# Girlfriend moving to Manc: Where to!?



## Fez909 (Nov 22, 2005)

She's just graduated from uni and got a job in central Manchester. She's looking for somewhere to live from January.

Needs to be close to public transport links, and preferrably not too far from the centre. I've suggested Chorlton, Didsbury and Withington. Anywhere else she could try? Rent up to around £60 a week. She'd also like to share with two or so people, as she doesn't know anyone there!

We're going to have a look around on Saturday.

Thanks for help in advance


----------



## chriswill (Nov 22, 2005)

Any of the areas you mention are good, although Didsbury might cost a little more.

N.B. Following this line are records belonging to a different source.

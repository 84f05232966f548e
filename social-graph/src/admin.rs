//! Administrative capability.
//!
//! Bulk maintenance operations take an `&AdminCapability` argument. The only
//! way to obtain one is [`crate::SocialGraphEngine::authorize_admin`], which
//! checks the presented token against the configured `ADMIN_TOKEN`.

use subtle::ConstantTimeEq;

use crate::errors::EngineError;

/// Proof that the caller presented the administrative token.
#[derive(Debug)]
pub struct AdminCapability {
    _private: (),
}

impl AdminCapability {
    pub(crate) fn authorize(
        configured: Option<&str>,
        presented: &str,
    ) -> Result<Self, EngineError> {
        match configured {
            None => Err(EngineError::forbidden("administrative operations are disabled")),
            Some(expected) if tokens_match(expected, presented) => Ok(Self { _private: () }),
            Some(_) => Err(EngineError::forbidden("invalid admin token")),
        }
    }
}

fn tokens_match(expected: &str, presented: &str) -> bool {
    expected.as_bytes().ct_eq(presented.as_bytes()).into()
}
use async_trait::async_trait;
use std::collections::BTreeMap;
use std::sync::atomic::{AtomicBool, Ordering};
use tokio::sync::RwLock;
use tracing::debug;

use crate::errors::GraphStoreError;
use crate::interfaces::GraphStore;
use crate::types::{
    validate_property_key, Edge, EdgeMerge, EdgePattern, EdgeType, MergeOutcome, Node, NodeLabel,
    NodeQuery, NodeRef, Properties, PropertyValue,
};

#[derive(Debug, Default)]
struct GraphState {
    nodes: BTreeMap<NodeRef, Properties>,
    /// Kept in insertion order; duplicates are allowed (e.g. repeated views).
    edges: Vec<Edge>,
}

impl GraphState {
    fn node(&self, node: &NodeRef) -> Option<Node> {
        self.nodes.get(node).map(|properties| Node {
            node: node.clone(),
            properties: properties.clone(),
        })
    }

    fn has_edges(&self, node: &NodeRef) -> bool {
        self.edges.iter().any(|e| &e.from == node || &e.to == node)
    }
}

/// In-memory property graph.
///
/// Besides implementing [`GraphStore`], it offers a connectivity switch
/// ([`MemoryGraphStore::set_unavailable`]) so callers can exercise their
/// handling of an unreachable store, and a few inspection helpers for tests.
#[derive(Debug, Default)]
pub struct MemoryGraphStore {
    state: RwLock<GraphState>,
    unavailable: AtomicBool,
}

impl MemoryGraphStore {
    pub fn new() -> Self {
        Self::default()
    }

    /// Make every subsequent operation fail with `GraphStoreError::Unavailable`
    /// (or succeed again when `false`).
    pub fn set_unavailable(&self, unavailable: bool) {
        self.unavailable.store(unavailable, Ordering::SeqCst);
    }

    /// Insert a user node the way the identity provider would.
    pub async fn insert_user(&self, id: &str, user_name: &str) -> Result<Node, GraphStoreError> {
        let mut properties = Properties::new();
        properties.insert("user_name".to_string(), PropertyValue::text(user_name));
        self.create_node(NodeLabel::User, id, properties).await
    }

    /// Total number of nodes currently stored.
    pub async fn node_count(&self) -> usize {
        self.state.read().await.nodes.len()
    }

    /// Total number of edges currently stored.
    pub async fn edge_count(&self) -> usize {
        self.state.read().await.edges.len()
    }

    /// Every edge touching `node`, in either direction.
    pub async fn edges_touching(&self, node: &NodeRef) -> Vec<Edge> {
        self.state
            .read()
            .await
            .edges
            .iter()
            .filter(|e| &e.from == node || &e.to == node)
            .cloned()
            .collect()
    }

    fn check_available(&self) -> Result<(), GraphStoreError> {
        if self.unavailable.load(Ordering::SeqCst) {
            Err(GraphStoreError::unavailable("in-memory store marked unavailable"))
        } else {
            Ok(())
        }
    }

    fn validate_properties(properties: &Properties) -> Result<(), GraphStoreError> {
        properties.keys().try_for_each(|k| validate_property_key(k))
    }
}

#[async_trait]
impl GraphStore for MemoryGraphStore {
    async fn create_node(
        &self,
        label: NodeLabel,
        id: &str,
        properties: Properties,
    ) -> Result<Node, GraphStoreError> {
        self.check_available()?;
        Self::validate_properties(&properties)?;

        let node = NodeRef::new(label, id);
        let mut state = self.state.write().await;
        if state.nodes.contains_key(&node) {
            return Err(GraphStoreError::DuplicateNode(node.to_string()));
        }
        state.nodes.insert(node.clone(), properties.clone());
        debug!(node = %node, "Created node");

        Ok(Node { node, properties })
    }

    async fn merge_node(
        &self,
        label: NodeLabel,
        id: &str,
        on_create: Properties,
    ) -> Result<MergeOutcome, GraphStoreError> {
        self.check_available()?;
        Self::validate_properties(&on_create)?;

        let node = NodeRef::new(label, id);
        let mut state = self.state.write().await;
        let created = !state.nodes.contains_key(&node);
        let properties = state.nodes.entry(node.clone()).or_insert(on_create).clone();

        Ok(MergeOutcome {
            node: Node { node, properties },
            created,
        })
    }

    async fn get_node(&self, node: &NodeRef) -> Result<Option<Node>, GraphStoreError> {
        self.check_available()?;
        Ok(self.state.read().await.node(node))
    }

    async fn exists(&self, node: &NodeRef) -> Result<bool, GraphStoreError> {
        self.check_available()?;
        Ok(self.state.read().await.nodes.contains_key(node))
    }

    async fn set_property(
        &self,
        node: &NodeRef,
        key: &str,
        value: PropertyValue,
    ) -> Result<bool, GraphStoreError> {
        self.check_available()?;
        validate_property_key(key)?;

        let mut state = self.state.write().await;
        match state.nodes.get_mut(node) {
            Some(properties) => {
                properties.insert(key.to_string(), value);
                Ok(true)
            }
            None => Ok(false),
        }
    }

    async fn adjust_counter(
        &self,
        node: &NodeRef,
        key: &str,
        delta: i64,
    ) -> Result<Option<i64>, GraphStoreError> {
        self.check_available()?;
        validate_property_key(key)?;

        let mut state = self.state.write().await;
        let Some(properties) = state.nodes.get_mut(node) else {
            return Ok(None);
        };
        let current = properties
            .get(key)
            .and_then(PropertyValue::as_integer)
            .unwrap_or(0);
        let next = current.saturating_add(delta).max(0);
        properties.insert(key.to_string(), PropertyValue::Integer(next));

        Ok(Some(next))
    }

    async fn create_edge(
        &self,
        from: &NodeRef,
        edge_type: EdgeType,
        to: &NodeRef,
    ) -> Result<bool, GraphStoreError> {
        self.check_available()?;

        let mut state = self.state.write().await;
        if !state.nodes.contains_key(from) || !state.nodes.contains_key(to) {
            return Ok(false);
        }
        state
            .edges
            .push(Edge::new(from.clone(), edge_type, to.clone()));
        Ok(true)
    }

    async fn merge_edge(
        &self,
        from: &NodeRef,
        edge_type: EdgeType,
        to: &NodeRef,
    ) -> Result<EdgeMerge, GraphStoreError> {
        self.check_available()?;

        let mut state = self.state.write().await;
        if !state.nodes.contains_key(from) || !state.nodes.contains_key(to) {
            return Ok(EdgeMerge::MissingEndpoint);
        }
        let edge = Edge::new(from.clone(), edge_type, to.clone());
        if state.edges.contains(&edge) {
            return Ok(EdgeMerge::Existed);
        }
        state.edges.push(edge);
        Ok(EdgeMerge::Created)
    }

    async fn delete_edges(&self, pattern: &EdgePattern) -> Result<usize, GraphStoreError> {
        self.check_available()?;
        if pattern.is_unbounded() {
            return Err(GraphStoreError::invalid_pattern(
                "refusing to delete with an unbounded edge pattern",
            ));
        }

        let mut state = self.state.write().await;
        let before = state.edges.len();
        state.edges.retain(|e| !pattern.matches(e));
        Ok(before - state.edges.len())
    }

    async fn delete_node(&self, node: &NodeRef) -> Result<bool, GraphStoreError> {
        self.check_available()?;

        let mut state = self.state.write().await;
        if state.has_edges(node) {
            return Err(GraphStoreError::NodeHasEdges(node.to_string()));
        }
        Ok(state.nodes.remove(node).is_some())
    }

    async fn query_edges(&self, pattern: &EdgePattern) -> Result<Vec<Edge>, GraphStoreError> {
        self.check_available()?;
        Ok(self
            .state
            .read()
            .await
            .edges
            .iter()
            .filter(|e| pattern.matches(e))
            .cloned()
            .collect())
    }

    async fn query_nodes(&self, query: &NodeQuery) -> Result<Vec<Node>, GraphStoreError> {
        self.check_available()?;
        let state = self.state.read().await;
        Ok(state
            .nodes
            .iter()
            .map(|(node, properties)| Node {
                node: node.clone(),
                properties: properties.clone(),
            })
            .filter(|n| query.matches(n))
            .collect())
    }

    async fn count_edges(&self, pattern: &EdgePattern) -> Result<u64, GraphStoreError> {
        self.check_available()?;
        let state = self.state.read().await;
        Ok(state.edges.iter().filter(|e| pattern.matches(e)).count() as u64)
    }
}
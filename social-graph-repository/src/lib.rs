//! # Social Graph Repository
//!
//! This crate provides the graph store contract the social graph engine is
//! written against, together with two backends: an in-memory store (used for
//! tests and local runs) and a Neo4j store. The engine only ever calls the
//! typed operations on [`GraphStore`]; pattern rendering to Cypher stays
//! private to the Neo4j backend.

pub mod config;
pub mod errors;
pub mod interfaces;
pub mod memory;
pub mod neo4j;
pub mod types;

pub use config::Neo4jConfig;
pub use errors::GraphStoreError;
pub use interfaces::GraphStore;
pub use memory::MemoryGraphStore;
pub use neo4j::Neo4jGraphStore;
pub use types::{
    Edge, EdgeMerge, EdgePattern, EdgeType, Endpoint, MergeOutcome, Node, NodeLabel, NodeQuery,
    NodeRef, Properties, PropertyValue,
};
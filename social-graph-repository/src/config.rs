//! Configuration types for the Neo4j graph store.

use std::time::Duration;

/// Default Bolt URI.
pub const DEFAULT_NEO4J_URI: &str = "bolt://localhost:7687";

/// Default per-statement timeout.
pub const DEFAULT_STATEMENT_TIMEOUT: Duration = Duration::from_secs(5);

/// Connection settings for [`crate::Neo4jGraphStore`].
#[derive(Debug, Clone)]
pub struct Neo4jConfig {
    /// Bolt URI (e.g. `bolt://localhost:7687`).
    pub uri: String,
    pub user: String,
    pub password: String,
    /// Upper bound on a single statement round-trip. A statement that does not
    /// finish in time fails with `GraphStoreError::Timeout`.
    pub statement_timeout: Duration,
}

impl Default for Neo4jConfig {
    fn default() -> Self {
        Self {
            uri: DEFAULT_NEO4J_URI.to_string(),
            user: String::new(),
            password: String::new(),
            statement_timeout: DEFAULT_STATEMENT_TIMEOUT,
        }
    }
}

impl Neo4jConfig {
    pub fn new(uri: impl Into<String>) -> Self {
        Self {
            uri: uri.into(),
            ..Self::default()
        }
    }

    /// Set basic-auth credentials.
    pub fn with_credentials(mut self, user: impl Into<String>, password: impl Into<String>) -> Self {
        self.user = user.into();
        self.password = password.into();
        self
    }

    /// Set the per-statement timeout.
    pub fn with_statement_timeout(mut self, timeout: Duration) -> Self {
        self.statement_timeout = timeout;
        self
    }
}
//! Error types for the graph store repository.
//!
//! This module provides a unified error type for all graph store operations.

mod graph_store_error;

pub use graph_store_error::GraphStoreError;
//! Read-side visibility rules.

use std::collections::HashSet;
use std::sync::Arc;
use tracing::debug;

use social_graph_repository::{EdgePattern, EdgeType, GraphStore, NodeRef};
use social_graph_shared::{Highlight, HighlightId, Story, UserId};

use crate::errors::EngineError;
use crate::lookup::{require_present, require_user};
use crate::mapping::{highlight_from_node, story_from_node};
use crate::relationship::RelationshipManager;

/// Decides which highlights and stories a listing returns.
#[derive(Clone)]
pub struct VisibilityGate {
    store: Arc<dyn GraphStore>,
    relationships: RelationshipManager,
}

impl VisibilityGate {
    pub fn new(store: Arc<dyn GraphStore>, relationships: RelationshipManager) -> Self {
        Self {
            store,
            relationships,
        }
    }

    /// Highlights owned by `user_id` that contain at least one story the same
    /// user published. Empty highlights, and highlights holding only other
    /// users' stories, are left out.
    pub async fn highlights_for_user(&self, user_id: &UserId) -> Result<Vec<Highlight>, EngineError> {
        require_present("user id", user_id.as_str())?;
        require_user(self.store.as_ref(), user_id).await?;
        let user = NodeRef::user(user_id);

        let published: HashSet<NodeRef> = self
            .store
            .query_edges(&EdgePattern::of(EdgeType::Published).from_node(user.clone()))
            .await?
            .into_iter()
            .map(|edge| edge.to)
            .collect();
        if published.is_empty() {
            return Ok(Vec::new());
        }

        let owned = self
            .store
            .query_edges(&EdgePattern::of(EdgeType::HasHighlight).from_node(user))
            .await?;

        let mut visible = Vec::new();
        for edge in owned {
            let members = self
                .store
                .query_edges(&EdgePattern::of(EdgeType::PartOfHighlight).to_node(edge.to.clone()))
                .await?;
            if !members.iter().any(|m| published.contains(&m.from)) {
                debug!(highlight = %edge.to, "Skipping highlight without own stories");
                continue;
            }
            if let Some(node) = self.store.get_node(&edge.to).await? {
                visible.push(highlight_from_node(&node)?);
            }
        }

        visible.sort_by(|a, b| a.created_at.cmp(&b.created_at).then_with(|| a.id.cmp(&b.id)));
        visible.dedup_by(|a, b| a.id == b.id);
        Ok(visible)
    }

    /// Every story linked to the highlight. No friendship gating; an unknown
    /// highlight yields an empty list.
    pub async fn stories_by_highlight(
        &self,
        highlight_id: &HighlightId,
    ) -> Result<Vec<Story>, EngineError> {
        require_present("highlight id", highlight_id.as_str())?;

        let members = self
            .store
            .query_edges(
                &EdgePattern::of(EdgeType::PartOfHighlight)
                    .to_node(NodeRef::highlight(highlight_id)),
            )
            .await?;

        let mut seen = HashSet::new();
        let mut stories = Vec::with_capacity(members.len());
        for edge in members {
            if !seen.insert(edge.from.clone()) {
                continue;
            }
            if let Some(node) = self.store.get_node(&edge.from).await? {
                stories.push(story_from_node(&node)?);
            }
        }

        Ok(stories)
    }

    /// Whether `viewer` may interact with `story`: the creator, or a
    /// confirmed friend of the creator.
    pub async fn can_interact(&self, viewer: &UserId, story: &Story) -> Result<bool, EngineError> {
        if story.is_created_by(viewer) {
            return Ok(true);
        }
        self.relationships.are_friends(viewer, &story.creator_id).await
    }
}

#[cfg(test)]
mod tests {
    use super::*;
    use crate::content::{ContentManager, CreateHighlightRequest, CreateStoryRequest};
    use crate::events::NoopPublisher;
    use social_graph_repository::MemoryGraphStore;
    use social_graph_shared::StoryId;

    struct Fixture {
        content: ContentManager,
        relationships: RelationshipManager,
        gate: VisibilityGate,
    }

    async fn fixture() -> Fixture {
        let store = Arc::new(MemoryGraphStore::new());
        for (id, name) in [("u1", "alice"), ("u2", "bob"), ("u3", "carol")] {
            store.insert_user(id, name).await.unwrap();
        }
        let publisher = Arc::new(NoopPublisher);
        let relationships = RelationshipManager::new(store.clone(), publisher.clone());
        Fixture {
            content: ContentManager::new(store.clone(), publisher),
            gate: VisibilityGate::new(store, relationships.clone()),
            relationships,
        }
    }

    async fn story(f: &Fixture, creator: &str, id: &str) -> Story {
        f.content
            .create_story(CreateStoryRequest::new(creator, "c").with_id(id))
            .await
            .unwrap()
    }

    async fn highlight(f: &Fixture, owner: &str, id: &str) -> HighlightId {
        f.content
            .create_highlight(CreateHighlightRequest::new(owner, id).with_id(id))
            .await
            .unwrap()
            .id
    }

    #[tokio::test]
    async fn test_highlight_needs_own_published_story() {
        let f = fixture().await;
        story(&f, "u2", "s-bob").await;
        story(&f, "u1", "s-alice").await;
        let own = highlight(&f, "u2", "h-own").await;
        let foreign = highlight(&f, "u2", "h-foreign").await;
        highlight(&f, "u2", "h-empty").await;

        f.content
            .add_story_to_highlight(&own, &StoryId::new("s-bob"))
            .await
            .unwrap();
        f.content
            .add_story_to_highlight(&foreign, &StoryId::new("s-alice"))
            .await
            .unwrap();

        let visible = f.gate.highlights_for_user(&UserId::new("u2")).await.unwrap();
        let ids: Vec<_> = visible.iter().map(|h| h.id.as_str()).collect();
        assert_eq!(ids, vec!["h-own"]);
    }

    #[tokio::test]
    async fn test_highlights_for_unknown_user_is_not_found() {
        let f = fixture().await;
        assert!(matches!(
            f.gate.highlights_for_user(&UserId::new("ghost")).await,
            Err(EngineError::NotFound { entity: "User", .. })
        ));
    }

    #[tokio::test]
    async fn test_stories_by_highlight_is_unconditional() {
        let f = fixture().await;
        story(&f, "u2", "s1").await;
        story(&f, "u3", "s2").await;
        let h = highlight(&f, "u2", "h1").await;
        for id in ["s1", "s2"] {
            f.content
                .add_story_to_highlight(&h, &StoryId::new(id))
                .await
                .unwrap();
        }

        assert_eq!(f.gate.stories_by_highlight(&h).await.unwrap().len(), 2);
        assert!(f
            .gate
            .stories_by_highlight(&HighlightId::new("unknown"))
            .await
            .unwrap()
            .is_empty());
    }

    #[tokio::test]
    async fn test_can_interact() {
        let f = fixture().await;
        let s = story(&f, "u2", "s1").await;
        let (alice, bob) = (UserId::new("u1"), UserId::new("u2"));

        assert!(f.gate.can_interact(&bob, &s).await.unwrap());
        assert!(!f.gate.can_interact(&alice, &s).await.unwrap());

        f.relationships.send_request(&alice, &bob).await.unwrap();
        f.relationships.accept_request(&bob, &alice).await.unwrap();
        assert!(f.gate.can_interact(&alice, &s).await.unwrap());
    }
}
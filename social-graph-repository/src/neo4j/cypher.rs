//! Cypher statement builder.
//!
//! Turns typed graph operations into parameterised Cypher. Node identifiers and
//! property values always travel as parameters; labels and relationship types
//! come from closed enums, and property keys are validated before being
//! spliced into the statement text.

use crate::errors::GraphStoreError;
use crate::types::{
    validate_property_key, EdgePattern, EdgeType, Endpoint, NodeLabel, NodeQuery, NodeRef,
    Properties, PropertyValue,
};

/// Marker property set on creation so a MERGE can report whether it created the node.
pub(crate) const CREATED_MARKER: &str = "__created";

/// A Cypher statement and its parameters, independent of the driver.
#[derive(Debug, Clone, PartialEq, Eq)]
pub(crate) struct Statement {
    pub text: String,
    pub params: Vec<(String, PropertyValue)>,
}

impl Statement {
    fn new(text: impl Into<String>) -> Self {
        Self {
            text: text.into(),
            params: Vec::new(),
        }
    }

    fn param(mut self, key: &str, value: impl Into<PropertyValue>) -> Self {
        self.params.push((key.to_string(), value.into()));
        self
    }

    fn params(mut self, params: Vec<(String, PropertyValue)>) -> Self {
        self.params.extend(params);
        self
    }
}

/// Whether an edge write may produce duplicates.
#[derive(Debug, Clone, Copy, PartialEq, Eq)]
pub(crate) enum EdgeWrite {
    Create,
    Merge,
}

fn node_pattern(var: &str, label: NodeLabel, id_param: &str) -> String {
    format!("({var}:{label} {{id: ${id_param}}})")
}

fn endpoint_pattern(
    var: &str,
    endpoint: &Endpoint,
    params: &mut Vec<(String, PropertyValue)>,
) -> String {
    match endpoint {
        Endpoint::Any => format!("({var})"),
        Endpoint::Label(label) => format!("({var}:{label})"),
        Endpoint::Node(node) => {
            let param = format!("{var}_id");
            params.push((param.clone(), PropertyValue::text(node.id.clone())));
            node_pattern(var, node.label, &param)
        }
    }
}

fn match_edge(pattern: &EdgePattern) -> (String, Vec<(String, PropertyValue)>) {
    let mut params = Vec::new();
    let from = endpoint_pattern("a", &pattern.from, &mut params);
    let to = endpoint_pattern("b", &pattern.to, &mut params);
    let rel = match pattern.edge_type {
        Some(edge_type) => format!("[r:{edge_type}]"),
        None => "[r]".to_string(),
    };
    (format!("MATCH {from}-{rel}->{to}"), params)
}

/// `MERGE` a node, setting `properties` only on creation, and report whether it was created.
pub(crate) fn merge_node(
    label: NodeLabel,
    id: &str,
    properties: &Properties,
) -> Result<Statement, GraphStoreError> {
    let mut assignments = vec![format!("n.{CREATED_MARKER} = true")];
    let mut params = Vec::new();
    for (key, value) in properties {
        validate_property_key(key)?;
        assignments.push(format!("n.{key} = $p_{key}"));
        params.push((format!("p_{key}"), value.clone()));
    }

    let text = format!(
        "MERGE {node} ON CREATE SET {assignments} \
         WITH n, n.{CREATED_MARKER} IS NOT NULL AS created \
         REMOVE n.{CREATED_MARKER} \
         RETURN n, created",
        node = node_pattern("n", label, "id"),
        assignments = assignments.join(", "),
    );

    Ok(Statement::new(text).param("id", id).params(params))
}

pub(crate) fn get_node(node: &NodeRef) -> Statement {
    Statement::new(format!(
        "MATCH {} RETURN n LIMIT 1",
        node_pattern("n", node.label, "id")
    ))
    .param("id", node.id.as_str())
}

pub(crate) fn exists(node: &NodeRef) -> Statement {
    Statement::new(format!(
        "MATCH {} RETURN count(n) AS found",
        node_pattern("n", node.label, "id")
    ))
    .param("id", node.id.as_str())
}

pub(crate) fn set_property(
    node: &NodeRef,
    key: &str,
    value: PropertyValue,
) -> Result<Statement, GraphStoreError> {
    validate_property_key(key)?;
    Ok(Statement::new(format!(
        "MATCH {} SET n.{key} = $value RETURN count(n) AS updated",
        node_pattern("n", node.label, "id")
    ))
    .param("id", node.id.as_str())
    .param("value", value))
}

/// Single-statement counter adjustment floored at zero.
pub(crate) fn adjust_counter(
    node: &NodeRef,
    key: &str,
    delta: i64,
) -> Result<Statement, GraphStoreError> {
    validate_property_key(key)?;
    Ok(Statement::new(format!(
        "MATCH {node} \
         SET n.{key} = CASE WHEN coalesce(n.{key}, 0) + $delta < 0 THEN 0 \
         ELSE coalesce(n.{key}, 0) + $delta END \
         RETURN n.{key} AS value",
        node = node_pattern("n", node.label, "id"),
    ))
    .param("id", node.id.as_str())
    .param("delta", delta))
}

pub(crate) fn write_edge(
    from: &NodeRef,
    edge_type: EdgeType,
    to: &NodeRef,
    mode: EdgeWrite,
) -> Statement {
    let from_pattern = node_pattern("a", from.label, "from_id");
    let to_pattern = node_pattern("b", to.label, "to_id");
    let text = match mode {
        EdgeWrite::Create => format!(
            "MATCH {from_pattern} MATCH {to_pattern} CREATE (a)-[:{edge_type}]->(b) \
             RETURN count(*) AS written, count(*) AS created"
        ),
        EdgeWrite::Merge => format!(
            "MATCH {from_pattern} MATCH {to_pattern} MERGE (a)-[r:{edge_type}]->(b) \
             ON CREATE SET r.{CREATED_MARKER} = true \
             WITH r, r.{CREATED_MARKER} IS NOT NULL AS fresh \
             REMOVE r.{CREATED_MARKER} \
             RETURN count(r) AS written, sum(CASE WHEN fresh THEN 1 ELSE 0 END) AS created"
        ),
    };
    Statement::new(text)
        .param("from_id", from.id.as_str())
        .param("to_id", to.id.as_str())
}

pub(crate) fn delete_edges(pattern: &EdgePattern) -> Result<Statement, GraphStoreError> {
    if pattern.is_unbounded() {
        return Err(GraphStoreError::invalid_pattern(
            "refusing to delete with an unbounded edge pattern",
        ));
    }
    let (matcher, params) = match_edge(pattern);
    Ok(Statement::new(format!("{matcher} DELETE r RETURN count(r) AS deleted")).params(params))
}

/// Delete a node only when it has no relationships; returns its degree.
pub(crate) fn delete_node(node: &NodeRef) -> Statement {
    Statement::new(format!(
        "MATCH {} OPTIONAL MATCH (n)-[r]-() \
         WITH n, count(r) AS degree \
         FOREACH (_ IN CASE WHEN degree = 0 THEN [1] ELSE [] END | DELETE n) \
         RETURN degree",
        node_pattern("n", node.label, "id")
    ))
    .param("id", node.id.as_str())
}

pub(crate) fn query_edges(pattern: &EdgePattern) -> Statement {
    let (matcher, params) = match_edge(pattern);
    Statement::new(format!(
        "{matcher} RETURN a.id AS from_id, head(labels(a)) AS from_label, \
         type(r) AS edge_type, b.id AS to_id, head(labels(b)) AS to_label"
    ))
    .params(params)
}

pub(crate) fn count_edges(pattern: &EdgePattern) -> Statement {
    let (matcher, params) = match_edge(pattern);
    Statement::new(format!("{matcher} RETURN count(r) AS total")).params(params)
}

pub(crate) fn query_nodes(query: &NodeQuery) -> Result<Statement, GraphStoreError> {
    let label = query.label;
    match &query.filter {
        None => Ok(Statement::new(format!(
            "MATCH (n:{label}) RETURN n ORDER BY n.id"
        ))),
        Some((key, value)) => {
            if key != "id" {
                validate_property_key(key)?;
            }
            Ok(Statement::new(format!(
                "MATCH (n:{label}) WHERE n.{key} = $filter RETURN n ORDER BY n.id"
            ))
            .param("filter", value.clone()))
        }
    }
}

/// Unique-id constraints, one per label.
pub(crate) fn id_constraints() -> Vec<Statement> {
    NodeLabel::all()
        .iter()
        .map(|label| {
            Statement::new(format!(
                "CREATE CONSTRAINT {name}_id_unique IF NOT EXISTS \
                 FOR (n:{label}) REQUIRE n.id IS UNIQUE",
                name = label.as_str().to_lowercase(),
            ))
        })
        .collect()
}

Fallowfield is also a good area to think about.  Very centrel student area with accomadation aplenty.


There is also the glorious Salford but that may be a little far out.


----------



## Fez909 (Nov 22, 2005)

Well, she wants to avoid student-land if she can. That's why I never mentioned Fallowfield. Although Didsbury has its fair share of students.

Also, her parents have banned her from living in Salford, 'cos her Dad used to work there when it was uber-rough, apparently (someone told me it's getting better now?).


----------



## veracity (Nov 22, 2005)

If she wants to completely avoid student land then most of south Manc is no go! Withington is also a big student area as well as Fallowfield.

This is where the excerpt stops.